Records from a collection:
//! Terminal listings rendered from MiniJinja templates.

use std::collections::HashMap;

use console::Style;
use minijinja::{Environment, Error, Value};
use serde::Serialize;
use tintly::{FormatInfo, Theme};

const FORMATS_TEMPLATE: &str = "\
{% for f in formats %}{{ f.key | style(\"key\") }}  {{ f.name | style(\"title\") }} {{ (\"(\" ~ f.fileName ~ \")\") | style(\"muted\") }}
{{ f.description | detail }}
{% endfor %}";

const PRESETS_TEMPLATE: &str = "\
{% for p in presets %}{{ p.id | style(\"key\") }}  {{ p.name | style(\"title\") }}{% if p.description %}
{{ p.description | style(\"muted\") | detail }}{% endif %}
{% endfor %}";

const WROTE_TEMPLATE: &str = "\
{{ \"Exported\" | style(\"ok\") }} {{ theme | style(\"title\") }} as {{ format | style(\"key\") }} to {{ path }}";

#[derive(Debug, Serialize)]
pub struct WroteFile {
    pub theme: String,
    pub format: &'static str,
    pub path: String,
}

/// Indent of the detail line under each listing entry.
const DETAIL_INDENT: usize = 10;

/// Renders the CLI listings with named console styles.
pub struct Renderer {
    env: Environment<'static>,
}

impl Renderer {
    /// Creates a renderer, colorizing only when stdout supports it.
    pub fn new() -> Result<Self, Error> {
        Self::with_color(console::colors_enabled())
    }

    pub fn with_color(use_color: bool) -> Result<Self, Error> {
        let mut env = Environment::new();
        register_filters(&mut env, default_styles(), use_color);
        env.add_template("formats", FORMATS_TEMPLATE)?;
        env.add_template("presets", PRESETS_TEMPLATE)?;
        env.add_template("wrote", WROTE_TEMPLATE)?;
        Ok(Self { env })
    }

    pub fn render<T: Serialize>(&self, name: &str, data: &T) -> Result<String, Error> {
        self.env.get_template(name)?.render(data)
    }

    pub fn formats(&self, formats: &[FormatInfo]) -> Result<String, Error> {
        self.render("formats", &minijinja::context! { formats })
    }

    pub fn presets(&self, presets: &[Theme]) -> Result<String, Error> {
        self.render("presets", &minijinja::context! { presets })
    }
}

fn default_styles() -> HashMap<&'static str, Style> {
    HashMap::from([
        ("key", Style::new().cyan().bold()),
        ("title", Style::new().bold()),
        ("muted", Style::new().dim()),
        ("ok", Style::new().green()),
    ])
}

fn register_filters(
    env: &mut Environment<'static>,
    styles: HashMap<&'static str, Style>,
    use_color: bool,
) {
    env.add_filter("style", move |value: Value, name: String| -> String {
        let text = value.to_string();
        match styles.get(name.as_str()) {
            Some(style) => style
                .apply_to(text)
                .force_styling(use_color)
                .to_string(),
            None => text,
        }
    });

    env.add_filter("detail", |value: Value| -> String {
        format!("{:width$}{}", "", value, width = DETAIL_INDENT)
    });
}

#[cfg(test)]
mod tests {
    use super::*;

    fn plain() -> Renderer {
        Renderer::with_color(false).unwrap()
    }

    #[test]
    fn test_formats_listing_plain() {
        let rows = vec![FormatInfo {
            key: "css",
            name: "CSS Variables",
            description: "CSS custom properties",
            file_extension: "css",
            file_name: "theme.css".into(),
        }];
        let out = plain().formats(&rows).unwrap();
        assert_eq!(
            out,
            "css  CSS Variables (theme.css)\n          CSS custom properties\n"
        );
    }

    #[test]
    fn test_presets_listing_skips_missing_description() {
        let mut dark = Theme::new("Dark Mode");
        dark.id = Some("dark".into());
        let mut blue = Theme::new("Ocean Blue").with_description("Cool blues");
        blue.id = Some("blue".into());
        let rows = vec![dark, blue];
        let out = plain().presets(&rows).unwrap();
        assert_eq!(
            out,
            "dark  Dark Mode\nblue  Ocean Blue\n          Cool blues\n"
        );
    }

    #[test]
    fn test_style_filter_colors_when_enabled() {
        let renderer = Renderer::with_color(true).unwrap();
        let out = renderer
            .render(
                "wrote",
                &WroteFile {
                    theme: "Ocean".into(),
                    format: "css",
                    path: "ocean.css".into(),
                },
            )
            .unwrap();
        assert!(out.contains("\u{1b}["));
        assert!(out.contains("ocean.css"));
    }

    #[test]
    fn test_unknown_style_passes_through() {
        let mut env = Environment::new();
        register_filters(&mut env, default_styles(), true);
        let out = env
            .render_str(r#"{{ "x" | style("nope") }}"#, ())
            .unwrap();
        assert_eq!(out, "x");
    }

    #[test]
    fn test_unknown_template_errors() {
        assert!(plain().render("missing", &()).is_err());
    }
}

▶ _YOUR GOAL_
The answer is the run of lines above from the line containing "const PRESETS_TEMPLATE: &str" through the line containing "pub fn new()", copied exactly and alone.

▶ _EXERCISE SOLUTION_
const PRESETS_TEMPLATE: &str = "\
{% for p in presets %}{{ p.id | style(\"key\") }}  {{ p.name | style(\"title\") }}{% if p.description %}
{{ p.description | style(\"muted\") | detail }}{% endif %}
{% endfor %}";

const WROTE_TEMPLATE: &str = "\
{{ \"Exported\" | style(\"ok\") }} {{ theme | style(\"title\") }} as {{ format | style(\"key\") }} to {{ path }}";

#[derive(Debug, Serialize)]
pub struct WroteFile {
    pub theme: String,
    pub format: &'static str,
    pub path: String,
}

/// Indent of the detail line under each listing entry.
const DETAIL_INDENT: usize = 10;

/// Renders the CLI listings with named console styles.
pub struct Renderer {
    env: Environment<'static>,
}

impl Renderer {
    /// Creates a renderer, colorizing only when stdout supports it.
    pub fn new() -> Result<Self, Error> {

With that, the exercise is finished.